Rentier capitalism and countermovements in Central Asia: the moral economy perspective (Balihar Sanghera and Elmira Satybaldieva)

Speaker: (opens in a new window)Ruben Flores

Date: 24 Nov 2021, 6pm

Link to the YouTube recording of the webinar (opens in a new window)here

Abstract: This paper examines the moral economy of rent extraction in Central Asia. The rentier class has extracted rent through the ownership and control of scarce assets, such as credit money, shares, real estate, natural resources, radio spectrum and intellectual property. Rent is unearned income and parasitic, siphoning off surplus value produced by others. Neoliberalism has justified, promoted and normalised this form of income. The paper is divided into three parts. The first part will explain how rent extraction has been justified and legitimised by economic elites, the judiciary and international financial institutions in Kazakhstan and Kyrgyzstan. The second part will discuss the harmful and damaging effects of rentier activities on economic development, people’s well-being, the environment and democracy. The third part will examine how grassroots movements have emerged to counter the neoliberal commodification of land, money and labour. Though the movements’ achievements have been mixed given the unequal relationship between political regimes and marginalised groups.

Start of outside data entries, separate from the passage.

//! duckgate - HTTP gateway over an embedded DuckDB database.

use clap::Parser;
use duckgate::{DuckgateError, Result, ServerArgs, ServerConfig};
use duckgate_engine::TableStore;
use std::process::ExitCode;
use std::sync::Arc;
use tracing::{error, info};
use tracing_subscriber::{fmt, layer::SubscriberExt, util::SubscriberInitExt, EnvFilter};

fn main() -> ExitCode {
    if let Err(e) = run() {
        eprintln!("duckgate failed to start: {e}");
        return ExitCode::from(1);
    }
    ExitCode::SUCCESS
}

fn run() -> Result<()> {
    let args = ServerArgs::parse();
    let config = ServerConfig::resolve(args)?;
    config.validate()?;

    // RUST_LOG wins over the configured level.
    let log_filter =
        EnvFilter::try_from_default_env().unwrap_or_else(|_| EnvFilter::new(config.log_filter()));
    tracing_subscriber::registry()
        .with(fmt::layer())
        .with(log_filter)
        .init();

    info!(
        host = %config.host,
        port = config.port,
        db = %config.db,
        log_level = %config.log_level,
        export_engine = %config.export_engine,
        "Starting duckgate"
    );

    let store = match TableStore::open(&config.db) {
        Ok(store) => Arc::new(store),
        Err(e) => {
            error!(error = %e, db = %config.db, "Failed to open database");
            return Err(e.into());
        }
    };

    let runtime = tokio::runtime::Builder::new_multi_thread()
        .enable_all()
        .build()
        .map_err(|e| DuckgateError::Server(format!("failed to create Tokio runtime: {}", e)))?;
    runtime.block_on(duckgate::serve(config, store))
}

The paper draws upon Sanghera and Satybaldieva’s recent book Rentier Capitalism and Its Discontents: Power, Morality and Resistance in Central Asia (Palgrave Macmillan)

RentierCapitalismBookCover

This book explains and evaluates today’s economic, political, social and ecological crises through the lens of rentier capitalism and countermovements in Central Asia. Over the last three decades the rich and powerful have increased their wealth and political power to the detriment of social and environmental well-being. But their activities have not gone unchecked. Grassroots activism has resisted the harmful and damaging effects of the neoliberal commodification of things.

Providing a much-needed theorisation of the moral economy and politics of rent, this book offers in-depth case studies on finance, real estate and natural resources in Kazakhstan and Kyrgyzstan. The authors show the mechanisms of rent extraction, their moral justifications and legitimacy, and social struggles against them.

This book highlights the importance of class relations, state-countermovement interactions and global capitalism in understanding social and economic dynamics in Central Asia. It will be relevant to students and researchers interested in political economy, development studies, sociology, politics and international relations.

About the authors

Balihar Sanghera is Senior Lecturer in Sociology at the University of Kent.

Elmira Satybaldieva is a Senior Research Fellow at the Conflict Analysis Research Centre, University of Kent.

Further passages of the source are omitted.